(Data to examine)

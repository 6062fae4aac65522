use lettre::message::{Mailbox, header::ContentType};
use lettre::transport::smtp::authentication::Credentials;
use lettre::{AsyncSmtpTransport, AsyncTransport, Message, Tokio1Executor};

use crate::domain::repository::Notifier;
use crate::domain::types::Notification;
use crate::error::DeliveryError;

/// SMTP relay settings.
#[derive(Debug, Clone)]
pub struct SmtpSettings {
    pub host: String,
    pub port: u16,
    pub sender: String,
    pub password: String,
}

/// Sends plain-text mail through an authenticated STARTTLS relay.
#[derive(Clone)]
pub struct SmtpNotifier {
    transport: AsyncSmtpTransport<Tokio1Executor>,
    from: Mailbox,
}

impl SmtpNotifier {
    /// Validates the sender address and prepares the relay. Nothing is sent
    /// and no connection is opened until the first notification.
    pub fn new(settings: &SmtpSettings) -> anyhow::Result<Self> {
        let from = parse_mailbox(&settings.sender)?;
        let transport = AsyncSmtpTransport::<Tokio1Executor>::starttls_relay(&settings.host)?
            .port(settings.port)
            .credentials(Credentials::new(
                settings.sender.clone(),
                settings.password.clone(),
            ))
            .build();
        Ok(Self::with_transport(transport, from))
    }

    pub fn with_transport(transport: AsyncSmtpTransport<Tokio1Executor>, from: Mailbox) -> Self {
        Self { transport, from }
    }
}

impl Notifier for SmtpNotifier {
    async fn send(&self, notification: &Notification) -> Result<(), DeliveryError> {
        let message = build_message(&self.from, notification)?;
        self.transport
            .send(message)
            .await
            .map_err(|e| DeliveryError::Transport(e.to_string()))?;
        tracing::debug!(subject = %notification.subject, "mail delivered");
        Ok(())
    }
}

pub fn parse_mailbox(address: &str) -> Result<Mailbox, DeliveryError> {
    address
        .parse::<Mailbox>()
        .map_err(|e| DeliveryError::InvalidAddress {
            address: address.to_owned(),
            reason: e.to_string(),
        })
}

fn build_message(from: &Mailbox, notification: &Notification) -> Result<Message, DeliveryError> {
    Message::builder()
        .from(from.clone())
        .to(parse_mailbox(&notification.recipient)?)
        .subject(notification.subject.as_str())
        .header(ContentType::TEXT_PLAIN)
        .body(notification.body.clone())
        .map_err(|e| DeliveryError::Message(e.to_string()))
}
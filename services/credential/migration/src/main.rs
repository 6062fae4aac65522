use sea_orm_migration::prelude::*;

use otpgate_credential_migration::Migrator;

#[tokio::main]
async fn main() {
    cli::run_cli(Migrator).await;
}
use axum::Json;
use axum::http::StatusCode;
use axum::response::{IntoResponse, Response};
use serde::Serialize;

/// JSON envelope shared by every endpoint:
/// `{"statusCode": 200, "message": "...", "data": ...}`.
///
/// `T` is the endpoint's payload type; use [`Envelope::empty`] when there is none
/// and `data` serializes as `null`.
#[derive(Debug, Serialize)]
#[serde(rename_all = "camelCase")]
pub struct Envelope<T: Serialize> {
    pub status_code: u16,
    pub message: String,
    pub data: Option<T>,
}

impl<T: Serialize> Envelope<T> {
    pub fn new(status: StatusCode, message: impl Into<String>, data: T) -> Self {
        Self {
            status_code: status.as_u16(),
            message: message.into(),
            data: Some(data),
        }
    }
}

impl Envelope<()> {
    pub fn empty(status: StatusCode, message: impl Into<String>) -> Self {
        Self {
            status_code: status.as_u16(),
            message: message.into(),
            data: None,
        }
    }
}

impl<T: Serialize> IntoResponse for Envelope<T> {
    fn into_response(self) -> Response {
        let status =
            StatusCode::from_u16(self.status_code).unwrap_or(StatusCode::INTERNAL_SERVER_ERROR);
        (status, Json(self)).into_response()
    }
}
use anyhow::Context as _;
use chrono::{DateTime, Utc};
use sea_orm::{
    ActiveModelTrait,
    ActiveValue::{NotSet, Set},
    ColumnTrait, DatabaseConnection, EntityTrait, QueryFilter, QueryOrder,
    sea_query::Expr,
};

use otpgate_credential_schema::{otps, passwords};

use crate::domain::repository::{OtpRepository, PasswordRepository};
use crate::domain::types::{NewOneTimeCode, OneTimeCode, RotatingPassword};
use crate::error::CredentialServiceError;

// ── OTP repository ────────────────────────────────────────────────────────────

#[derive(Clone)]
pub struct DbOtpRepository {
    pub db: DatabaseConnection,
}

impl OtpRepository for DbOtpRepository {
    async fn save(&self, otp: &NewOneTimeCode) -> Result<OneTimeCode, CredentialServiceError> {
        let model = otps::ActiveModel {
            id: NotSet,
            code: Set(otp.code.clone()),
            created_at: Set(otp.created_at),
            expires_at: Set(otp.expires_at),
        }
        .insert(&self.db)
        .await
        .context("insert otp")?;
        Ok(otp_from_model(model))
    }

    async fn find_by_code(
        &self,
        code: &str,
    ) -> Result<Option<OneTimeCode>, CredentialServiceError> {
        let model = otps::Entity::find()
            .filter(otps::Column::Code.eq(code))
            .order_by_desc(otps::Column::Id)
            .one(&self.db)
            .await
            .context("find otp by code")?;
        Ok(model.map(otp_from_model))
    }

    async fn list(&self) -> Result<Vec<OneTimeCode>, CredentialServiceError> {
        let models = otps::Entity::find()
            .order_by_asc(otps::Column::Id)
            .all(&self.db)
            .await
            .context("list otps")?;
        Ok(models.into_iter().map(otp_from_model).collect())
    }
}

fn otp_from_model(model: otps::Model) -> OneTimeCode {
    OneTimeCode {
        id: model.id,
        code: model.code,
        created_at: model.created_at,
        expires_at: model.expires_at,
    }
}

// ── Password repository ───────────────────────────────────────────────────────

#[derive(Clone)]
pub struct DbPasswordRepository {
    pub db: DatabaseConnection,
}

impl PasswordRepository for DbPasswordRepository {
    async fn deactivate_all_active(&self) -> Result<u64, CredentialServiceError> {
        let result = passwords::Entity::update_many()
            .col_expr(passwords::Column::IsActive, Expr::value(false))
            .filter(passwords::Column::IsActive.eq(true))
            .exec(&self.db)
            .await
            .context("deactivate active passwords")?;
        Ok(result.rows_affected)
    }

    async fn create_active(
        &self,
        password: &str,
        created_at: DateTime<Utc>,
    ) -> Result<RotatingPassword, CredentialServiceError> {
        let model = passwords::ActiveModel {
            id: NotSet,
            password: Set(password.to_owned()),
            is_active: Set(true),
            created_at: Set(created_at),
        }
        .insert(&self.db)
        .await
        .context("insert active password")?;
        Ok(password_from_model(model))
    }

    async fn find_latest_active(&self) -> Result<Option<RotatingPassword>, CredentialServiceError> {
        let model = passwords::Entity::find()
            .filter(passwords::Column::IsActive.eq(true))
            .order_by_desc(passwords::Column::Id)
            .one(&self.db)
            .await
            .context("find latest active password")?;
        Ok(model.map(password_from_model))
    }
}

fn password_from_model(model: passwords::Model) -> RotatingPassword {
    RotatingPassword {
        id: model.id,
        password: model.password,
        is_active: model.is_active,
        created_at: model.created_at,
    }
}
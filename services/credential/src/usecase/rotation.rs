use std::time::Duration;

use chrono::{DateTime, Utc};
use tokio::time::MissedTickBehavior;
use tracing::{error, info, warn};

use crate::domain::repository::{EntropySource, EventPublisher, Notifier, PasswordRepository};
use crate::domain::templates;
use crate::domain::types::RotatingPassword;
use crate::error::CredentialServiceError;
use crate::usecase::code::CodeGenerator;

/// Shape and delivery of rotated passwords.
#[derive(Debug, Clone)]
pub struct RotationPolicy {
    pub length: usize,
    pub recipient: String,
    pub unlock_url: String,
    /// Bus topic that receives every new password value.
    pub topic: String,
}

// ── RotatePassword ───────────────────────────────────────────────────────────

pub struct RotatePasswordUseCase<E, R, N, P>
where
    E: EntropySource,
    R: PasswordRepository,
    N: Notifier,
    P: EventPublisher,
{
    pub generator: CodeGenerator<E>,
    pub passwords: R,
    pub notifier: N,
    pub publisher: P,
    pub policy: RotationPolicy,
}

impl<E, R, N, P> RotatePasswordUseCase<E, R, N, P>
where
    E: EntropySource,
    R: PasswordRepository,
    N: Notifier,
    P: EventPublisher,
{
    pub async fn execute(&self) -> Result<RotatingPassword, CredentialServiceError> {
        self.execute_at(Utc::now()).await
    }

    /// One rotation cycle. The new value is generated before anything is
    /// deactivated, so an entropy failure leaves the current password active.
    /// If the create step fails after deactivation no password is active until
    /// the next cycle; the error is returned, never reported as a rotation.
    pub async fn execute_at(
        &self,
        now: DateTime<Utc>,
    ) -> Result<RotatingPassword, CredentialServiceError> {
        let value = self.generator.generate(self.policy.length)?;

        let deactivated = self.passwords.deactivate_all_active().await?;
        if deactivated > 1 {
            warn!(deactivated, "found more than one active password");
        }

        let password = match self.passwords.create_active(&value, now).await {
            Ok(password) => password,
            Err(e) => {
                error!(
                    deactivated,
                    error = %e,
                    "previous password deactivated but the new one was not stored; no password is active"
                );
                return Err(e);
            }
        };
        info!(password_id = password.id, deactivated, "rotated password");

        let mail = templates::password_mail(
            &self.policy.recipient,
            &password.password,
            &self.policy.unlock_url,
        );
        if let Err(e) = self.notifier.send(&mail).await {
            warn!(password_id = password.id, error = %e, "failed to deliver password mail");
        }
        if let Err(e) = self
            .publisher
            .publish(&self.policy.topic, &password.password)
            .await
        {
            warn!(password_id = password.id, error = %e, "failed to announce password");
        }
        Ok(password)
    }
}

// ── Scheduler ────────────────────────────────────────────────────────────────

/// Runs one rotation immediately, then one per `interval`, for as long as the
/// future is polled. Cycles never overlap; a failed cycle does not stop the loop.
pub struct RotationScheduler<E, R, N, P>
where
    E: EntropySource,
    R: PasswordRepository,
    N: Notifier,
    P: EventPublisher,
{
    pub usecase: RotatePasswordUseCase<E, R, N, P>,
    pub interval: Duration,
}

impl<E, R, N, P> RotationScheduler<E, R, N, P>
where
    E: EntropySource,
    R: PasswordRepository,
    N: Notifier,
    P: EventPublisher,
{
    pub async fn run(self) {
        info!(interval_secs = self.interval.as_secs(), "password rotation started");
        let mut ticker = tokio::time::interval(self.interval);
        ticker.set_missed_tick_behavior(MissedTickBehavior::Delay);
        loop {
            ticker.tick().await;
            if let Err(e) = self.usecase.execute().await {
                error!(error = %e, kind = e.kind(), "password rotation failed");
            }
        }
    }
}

(End Data to examine)
(Data to examine)

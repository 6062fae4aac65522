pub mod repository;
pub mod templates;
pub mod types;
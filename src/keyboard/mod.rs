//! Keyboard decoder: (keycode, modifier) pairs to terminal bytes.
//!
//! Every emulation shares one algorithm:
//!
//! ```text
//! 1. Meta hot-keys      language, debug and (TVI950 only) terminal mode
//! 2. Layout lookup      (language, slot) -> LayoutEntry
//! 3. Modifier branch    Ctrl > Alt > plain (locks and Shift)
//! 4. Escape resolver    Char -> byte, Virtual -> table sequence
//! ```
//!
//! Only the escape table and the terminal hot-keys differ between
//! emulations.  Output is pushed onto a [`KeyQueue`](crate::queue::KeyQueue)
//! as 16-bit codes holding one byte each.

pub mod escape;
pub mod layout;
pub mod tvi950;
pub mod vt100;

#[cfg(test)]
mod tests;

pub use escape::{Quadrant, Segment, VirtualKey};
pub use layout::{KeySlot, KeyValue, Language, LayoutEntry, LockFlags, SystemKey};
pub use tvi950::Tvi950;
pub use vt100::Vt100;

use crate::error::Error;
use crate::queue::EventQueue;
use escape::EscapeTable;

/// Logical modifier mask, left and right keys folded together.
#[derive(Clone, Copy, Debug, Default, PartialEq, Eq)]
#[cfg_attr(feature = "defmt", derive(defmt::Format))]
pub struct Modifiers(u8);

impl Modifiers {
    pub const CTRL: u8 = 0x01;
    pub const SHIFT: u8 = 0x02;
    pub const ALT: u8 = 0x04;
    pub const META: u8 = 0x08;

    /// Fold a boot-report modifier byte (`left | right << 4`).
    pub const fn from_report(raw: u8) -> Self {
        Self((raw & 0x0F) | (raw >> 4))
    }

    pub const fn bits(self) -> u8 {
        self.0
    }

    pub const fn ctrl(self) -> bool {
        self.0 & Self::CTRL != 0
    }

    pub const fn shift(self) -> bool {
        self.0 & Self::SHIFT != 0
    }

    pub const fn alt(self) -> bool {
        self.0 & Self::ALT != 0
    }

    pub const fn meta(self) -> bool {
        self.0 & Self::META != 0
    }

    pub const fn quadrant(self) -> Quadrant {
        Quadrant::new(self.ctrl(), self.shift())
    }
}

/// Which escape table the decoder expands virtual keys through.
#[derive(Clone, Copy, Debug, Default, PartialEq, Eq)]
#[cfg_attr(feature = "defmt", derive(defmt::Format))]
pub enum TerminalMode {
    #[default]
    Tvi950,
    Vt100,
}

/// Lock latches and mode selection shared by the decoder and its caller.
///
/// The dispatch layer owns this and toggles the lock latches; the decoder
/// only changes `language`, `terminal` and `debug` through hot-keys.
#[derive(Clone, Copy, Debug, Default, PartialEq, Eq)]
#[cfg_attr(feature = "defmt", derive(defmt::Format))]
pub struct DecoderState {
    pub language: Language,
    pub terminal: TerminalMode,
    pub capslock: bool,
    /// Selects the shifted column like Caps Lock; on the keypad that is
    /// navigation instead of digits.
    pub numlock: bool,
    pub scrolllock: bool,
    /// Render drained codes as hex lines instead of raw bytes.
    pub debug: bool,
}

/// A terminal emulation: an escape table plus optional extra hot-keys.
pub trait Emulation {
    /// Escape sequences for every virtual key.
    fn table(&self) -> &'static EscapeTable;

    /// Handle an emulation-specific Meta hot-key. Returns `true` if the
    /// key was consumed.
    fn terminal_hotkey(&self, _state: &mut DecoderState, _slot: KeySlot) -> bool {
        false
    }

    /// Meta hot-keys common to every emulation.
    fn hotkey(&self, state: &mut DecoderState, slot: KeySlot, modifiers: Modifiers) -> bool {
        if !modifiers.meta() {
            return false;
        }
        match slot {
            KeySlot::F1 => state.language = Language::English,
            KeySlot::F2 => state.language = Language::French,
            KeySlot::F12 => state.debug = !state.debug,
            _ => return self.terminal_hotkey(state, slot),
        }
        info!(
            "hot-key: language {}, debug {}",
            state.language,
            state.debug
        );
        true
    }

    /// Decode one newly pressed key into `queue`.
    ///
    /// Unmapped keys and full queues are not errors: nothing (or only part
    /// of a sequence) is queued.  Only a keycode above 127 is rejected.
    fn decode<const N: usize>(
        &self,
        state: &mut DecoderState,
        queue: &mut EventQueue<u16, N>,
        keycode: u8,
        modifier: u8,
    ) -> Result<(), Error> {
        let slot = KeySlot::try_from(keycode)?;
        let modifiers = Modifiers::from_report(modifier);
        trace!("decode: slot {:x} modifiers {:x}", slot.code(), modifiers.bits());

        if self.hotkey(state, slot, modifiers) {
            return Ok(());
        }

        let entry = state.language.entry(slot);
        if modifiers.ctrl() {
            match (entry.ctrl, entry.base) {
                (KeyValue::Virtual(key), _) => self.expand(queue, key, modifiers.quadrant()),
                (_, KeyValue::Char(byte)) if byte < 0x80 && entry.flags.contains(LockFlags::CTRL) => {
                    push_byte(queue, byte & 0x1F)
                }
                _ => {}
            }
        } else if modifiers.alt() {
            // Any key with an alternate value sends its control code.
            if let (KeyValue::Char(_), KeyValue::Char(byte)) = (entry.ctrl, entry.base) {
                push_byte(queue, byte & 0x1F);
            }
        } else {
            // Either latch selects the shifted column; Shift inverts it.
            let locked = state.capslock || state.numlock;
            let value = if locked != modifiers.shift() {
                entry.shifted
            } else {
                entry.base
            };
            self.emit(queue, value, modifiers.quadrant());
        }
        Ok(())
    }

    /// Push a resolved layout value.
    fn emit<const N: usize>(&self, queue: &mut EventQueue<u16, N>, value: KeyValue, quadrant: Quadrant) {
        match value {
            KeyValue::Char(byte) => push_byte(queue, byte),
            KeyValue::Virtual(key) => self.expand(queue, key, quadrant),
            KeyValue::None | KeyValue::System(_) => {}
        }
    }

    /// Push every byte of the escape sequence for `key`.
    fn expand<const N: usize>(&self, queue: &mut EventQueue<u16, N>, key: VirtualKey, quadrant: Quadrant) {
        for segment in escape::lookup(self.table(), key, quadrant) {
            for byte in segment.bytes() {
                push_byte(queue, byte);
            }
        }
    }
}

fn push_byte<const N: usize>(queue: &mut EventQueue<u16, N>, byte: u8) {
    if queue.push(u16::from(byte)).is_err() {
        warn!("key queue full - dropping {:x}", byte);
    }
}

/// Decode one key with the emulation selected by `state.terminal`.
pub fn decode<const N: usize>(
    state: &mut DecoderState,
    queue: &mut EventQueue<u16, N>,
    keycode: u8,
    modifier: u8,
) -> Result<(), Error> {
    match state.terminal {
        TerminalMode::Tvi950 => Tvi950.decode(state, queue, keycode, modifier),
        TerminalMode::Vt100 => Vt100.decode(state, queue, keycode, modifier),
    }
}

(End Data to examine)
(Data to examine)

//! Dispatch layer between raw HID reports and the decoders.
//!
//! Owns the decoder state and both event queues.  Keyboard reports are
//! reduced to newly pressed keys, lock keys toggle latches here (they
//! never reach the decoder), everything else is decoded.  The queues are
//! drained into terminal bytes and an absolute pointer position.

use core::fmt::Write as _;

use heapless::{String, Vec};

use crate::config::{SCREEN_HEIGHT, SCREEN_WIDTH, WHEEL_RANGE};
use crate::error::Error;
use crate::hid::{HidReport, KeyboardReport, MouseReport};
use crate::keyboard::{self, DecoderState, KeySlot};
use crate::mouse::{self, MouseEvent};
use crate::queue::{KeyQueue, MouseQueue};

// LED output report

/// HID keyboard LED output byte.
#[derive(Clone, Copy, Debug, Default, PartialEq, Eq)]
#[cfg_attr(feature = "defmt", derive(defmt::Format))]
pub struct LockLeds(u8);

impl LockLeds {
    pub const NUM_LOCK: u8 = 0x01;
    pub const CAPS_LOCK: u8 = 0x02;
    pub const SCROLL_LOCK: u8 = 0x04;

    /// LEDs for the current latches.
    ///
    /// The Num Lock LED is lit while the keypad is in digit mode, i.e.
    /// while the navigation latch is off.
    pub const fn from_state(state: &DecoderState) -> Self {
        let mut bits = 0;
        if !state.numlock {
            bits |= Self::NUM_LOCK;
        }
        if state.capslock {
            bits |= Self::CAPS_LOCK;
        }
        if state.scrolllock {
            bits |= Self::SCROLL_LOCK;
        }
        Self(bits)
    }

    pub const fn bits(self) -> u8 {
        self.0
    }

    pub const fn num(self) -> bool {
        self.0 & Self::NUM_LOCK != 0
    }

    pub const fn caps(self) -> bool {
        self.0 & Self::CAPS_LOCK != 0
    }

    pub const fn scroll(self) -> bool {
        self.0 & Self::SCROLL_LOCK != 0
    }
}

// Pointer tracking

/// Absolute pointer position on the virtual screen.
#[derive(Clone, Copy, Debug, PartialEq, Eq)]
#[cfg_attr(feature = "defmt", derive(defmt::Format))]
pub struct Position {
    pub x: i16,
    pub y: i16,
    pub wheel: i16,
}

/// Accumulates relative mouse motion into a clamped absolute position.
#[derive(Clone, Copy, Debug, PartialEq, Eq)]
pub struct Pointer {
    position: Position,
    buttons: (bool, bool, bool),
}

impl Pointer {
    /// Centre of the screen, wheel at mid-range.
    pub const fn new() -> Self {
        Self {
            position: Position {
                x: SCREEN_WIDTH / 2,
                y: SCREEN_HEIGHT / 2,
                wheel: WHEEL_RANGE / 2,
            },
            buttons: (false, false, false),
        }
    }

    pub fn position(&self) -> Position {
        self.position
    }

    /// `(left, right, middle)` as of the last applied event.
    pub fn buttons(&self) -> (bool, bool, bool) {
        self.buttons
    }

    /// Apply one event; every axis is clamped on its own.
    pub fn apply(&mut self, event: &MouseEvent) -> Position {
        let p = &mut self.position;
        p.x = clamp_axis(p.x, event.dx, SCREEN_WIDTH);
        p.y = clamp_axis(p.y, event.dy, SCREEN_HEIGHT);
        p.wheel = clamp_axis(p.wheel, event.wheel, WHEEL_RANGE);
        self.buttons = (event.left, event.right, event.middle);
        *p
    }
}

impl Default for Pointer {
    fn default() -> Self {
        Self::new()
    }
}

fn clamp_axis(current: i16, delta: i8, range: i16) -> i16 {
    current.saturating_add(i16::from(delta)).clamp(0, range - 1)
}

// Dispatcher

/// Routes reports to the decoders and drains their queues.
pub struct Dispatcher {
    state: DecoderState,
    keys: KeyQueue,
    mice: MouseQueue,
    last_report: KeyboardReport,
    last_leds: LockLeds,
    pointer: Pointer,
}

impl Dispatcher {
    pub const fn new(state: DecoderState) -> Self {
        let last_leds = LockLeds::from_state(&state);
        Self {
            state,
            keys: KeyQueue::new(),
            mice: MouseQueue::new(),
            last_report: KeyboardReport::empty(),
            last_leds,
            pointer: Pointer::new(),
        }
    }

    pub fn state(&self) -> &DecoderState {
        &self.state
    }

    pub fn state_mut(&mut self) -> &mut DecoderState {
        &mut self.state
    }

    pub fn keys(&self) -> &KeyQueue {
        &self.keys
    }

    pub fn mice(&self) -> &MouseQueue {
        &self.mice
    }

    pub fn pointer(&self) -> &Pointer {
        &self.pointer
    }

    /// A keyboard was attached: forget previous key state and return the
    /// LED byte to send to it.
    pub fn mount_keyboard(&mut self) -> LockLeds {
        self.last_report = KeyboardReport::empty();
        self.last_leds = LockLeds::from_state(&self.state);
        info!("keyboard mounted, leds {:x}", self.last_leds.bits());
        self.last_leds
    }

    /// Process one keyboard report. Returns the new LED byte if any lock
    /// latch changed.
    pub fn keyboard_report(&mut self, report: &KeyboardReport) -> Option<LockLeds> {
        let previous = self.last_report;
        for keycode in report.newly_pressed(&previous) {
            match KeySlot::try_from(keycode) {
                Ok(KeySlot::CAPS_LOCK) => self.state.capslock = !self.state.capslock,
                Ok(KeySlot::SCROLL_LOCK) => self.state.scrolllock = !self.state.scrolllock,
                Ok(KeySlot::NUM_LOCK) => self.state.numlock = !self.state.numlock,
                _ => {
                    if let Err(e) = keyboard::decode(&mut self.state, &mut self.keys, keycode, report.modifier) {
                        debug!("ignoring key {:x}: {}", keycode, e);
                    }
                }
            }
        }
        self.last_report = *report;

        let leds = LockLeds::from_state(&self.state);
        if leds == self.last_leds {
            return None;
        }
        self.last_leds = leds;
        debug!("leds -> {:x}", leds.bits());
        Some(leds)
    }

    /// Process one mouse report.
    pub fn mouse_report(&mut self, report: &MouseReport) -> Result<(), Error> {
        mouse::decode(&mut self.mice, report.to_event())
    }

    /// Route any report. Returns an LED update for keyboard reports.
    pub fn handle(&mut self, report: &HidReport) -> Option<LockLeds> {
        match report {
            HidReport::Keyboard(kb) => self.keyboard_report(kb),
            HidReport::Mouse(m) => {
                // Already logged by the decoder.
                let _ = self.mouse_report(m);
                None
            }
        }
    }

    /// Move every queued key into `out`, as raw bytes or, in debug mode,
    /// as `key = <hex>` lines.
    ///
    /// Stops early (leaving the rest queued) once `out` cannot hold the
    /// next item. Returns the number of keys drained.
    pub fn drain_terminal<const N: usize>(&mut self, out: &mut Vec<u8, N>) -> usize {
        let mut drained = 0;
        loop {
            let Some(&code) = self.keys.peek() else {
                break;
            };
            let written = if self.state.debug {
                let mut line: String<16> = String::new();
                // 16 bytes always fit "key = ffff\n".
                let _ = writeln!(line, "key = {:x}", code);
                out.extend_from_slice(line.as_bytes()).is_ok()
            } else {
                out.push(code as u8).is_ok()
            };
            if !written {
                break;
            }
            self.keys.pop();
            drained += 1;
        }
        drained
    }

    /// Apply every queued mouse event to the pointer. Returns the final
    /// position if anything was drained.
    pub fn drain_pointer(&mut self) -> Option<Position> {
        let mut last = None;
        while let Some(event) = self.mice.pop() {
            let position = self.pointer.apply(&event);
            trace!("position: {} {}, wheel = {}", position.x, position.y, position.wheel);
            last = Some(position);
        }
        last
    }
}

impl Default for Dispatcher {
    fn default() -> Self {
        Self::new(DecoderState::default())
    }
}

(End Data to examine)

Exercise:
Quote the data above from the line containing "if any lock" to the line containing "cannot hold the", inclusive, and stop.

Written answer:
    /// Process one keyboard report. Returns the new LED byte if any lock
    /// latch changed.
    pub fn keyboard_report(&mut self, report: &KeyboardReport) -> Option<LockLeds> {
        let previous = self.last_report;
        for keycode in report.newly_pressed(&previous) {
            match KeySlot::try_from(keycode) {
                Ok(KeySlot::CAPS_LOCK) => self.state.capslock = !self.state.capslock,
                Ok(KeySlot::SCROLL_LOCK) => self.state.scrolllock = !self.state.scrolllock,
                Ok(KeySlot::NUM_LOCK) => self.state.numlock = !self.state.numlock,
                _ => {
                    if let Err(e) = keyboard::decode(&mut self.state, &mut self.keys, keycode, report.modifier) {
                        debug!("ignoring key {:x}: {}", keycode, e);
                    }
                }
            }
        }
        self.last_report = *report;

        let leds = LockLeds::from_state(&self.state);
        if leds == self.last_leds {
            return None;
        }
        self.last_leds = leds;
        debug!("leds -> {:x}", leds.bits());
        Some(leds)
    }

    /// Process one mouse report.
    pub fn mouse_report(&mut self, report: &MouseReport) -> Result<(), Error> {
        mouse::decode(&mut self.mice, report.to_event())
    }

    /// Route any report. Returns an LED update for keyboard reports.
    pub fn handle(&mut self, report: &HidReport) -> Option<LockLeds> {
        match report {
            HidReport::Keyboard(kb) => self.keyboard_report(kb),
            HidReport::Mouse(m) => {
                // Already logged by the decoder.
                let _ = self.mouse_report(m);
                None
            }
        }
    }

    /// Move every queued key into `out`, as raw bytes or, in debug mode,
    /// as `key = <hex>` lines.
    ///
    /// Stops early (leaving the rest queued) once `out` cannot hold the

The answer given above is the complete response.